_Stored data entries:_

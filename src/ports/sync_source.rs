//! SyncSource port - Interface to the chat client's event stream.
//!
//! The chat client owns sync. It pushes every decoded client event to the
//! registered callbacks; the realtime hub is one such consumer.

use std::fmt;
use std::sync::Arc;

use thiserror::Error;

use crate::domain::sync::ClientEvent;

/// Callback invoked for every event the chat client emits.
///
/// Runs on the chat client's thread and must not block.
pub type SyncCallback = Arc<dyn Fn(ClientEvent) + Send + Sync>;

/// Errors raised while subscribing to the chat client.
#[derive(Debug, Clone, PartialEq, Eq, Error)]
pub enum SyncSourceError {
    #[error("Chat client is not initialized")]
    NotInitialized,

    #[error("Chat client rejected subscription: {0}")]
    Rejected(String),
}

/// Port for attaching to the chat client's event stream.
pub trait SyncSource: Send + Sync {
    /// Registers `callback`; events flow until the returned handle is
    /// unsubscribed or dropped.
    fn subscribe(&self, callback: SyncCallback) -> Result<SyncSubscription, SyncSourceError>;
}

/// Handle to an active subscription.
pub struct SyncSubscription {
    cancel: Option<Box<dyn FnOnce() + Send>>,
}

impl SyncSubscription {
    pub fn new(cancel: impl FnOnce() + Send + 'static) -> Self {
        Self {
            cancel: Some(Box::new(cancel)),
        }
    }

    /// Stops event delivery. Idempotent with dropping the handle.
    pub fn unsubscribe(mut self) {
        self.cancel_now();
    }

    fn cancel_now(&mut self) {
        if let Some(cancel) = self.cancel.take() {
            cancel();
        }
    }
}

impl Drop for SyncSubscription {
    fn drop(&mut self) {
        self.cancel_now();
    }
}

impl fmt::Debug for SyncSubscription {
    fn fmt(&self, f: &mut fmt::Formatter<'_>) -> fmt::Result {
        f.debug_struct("SyncSubscription")
            .field("active", &self.cancel.is_some())
            .finish()
    }
}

_Task objective:_ Every entry shown earlier is to be returned exactly, line for line.

_Response to the exercise:_
filename src/ports/sync_source.rs
//! SyncSource port - Interface to the chat client's event stream.
//!
//! The chat client owns sync. It pushes every decoded client event to the
//! registered callbacks; the realtime hub is one such consumer.

use std::fmt;
use std::sync::Arc;

use thiserror::Error;

use crate::domain::sync::ClientEvent;

/// Callback invoked for every event the chat client emits.
///
/// Runs on the chat client's thread and must not block.
pub type SyncCallback = Arc<dyn Fn(ClientEvent) + Send + Sync>;

/// Errors raised while subscribing to the chat client.
#[derive(Debug, Clone, PartialEq, Eq, Error)]
pub enum SyncSourceError {
    #[error("Chat client is not initialized")]
    NotInitialized,

    #[error("Chat client rejected subscription: {0}")]
    Rejected(String),
}

/// Port for attaching to the chat client's event stream.
pub trait SyncSource: Send + Sync {
    /// Registers `callback`; events flow until the returned handle is
    /// unsubscribed or dropped.
    fn subscribe(&self, callback: SyncCallback) -> Result<SyncSubscription, SyncSourceError>;
}

/// Handle to an active subscription.
pub struct SyncSubscription {
    cancel: Option<Box<dyn FnOnce() + Send>>,
}

impl SyncSubscription {
    pub fn new(cancel: impl FnOnce() + Send + 'static) -> Self {
        Self {
            cancel: Some(Box::new(cancel)),
        }
    }

    /// Stops event delivery. Idempotent with dropping the handle.
    pub fn unsubscribe(mut self) {
        self.cancel_now();
    }

    fn cancel_now(&mut self) {
        if let Some(cancel) = self.cancel.take() {
            cancel();
        }
    }
}

impl Drop for SyncSubscription {
    fn drop(&mut self) {
        self.cancel_now();
    }
}

impl fmt::Debug for SyncSubscription {
    fn fmt(&self, f: &mut fmt::Formatter<'_>) -> fmt::Result {
        f.debug_struct("SyncSubscription")
            .field("active", &self.cancel.is_some())
            .finish()
    }
}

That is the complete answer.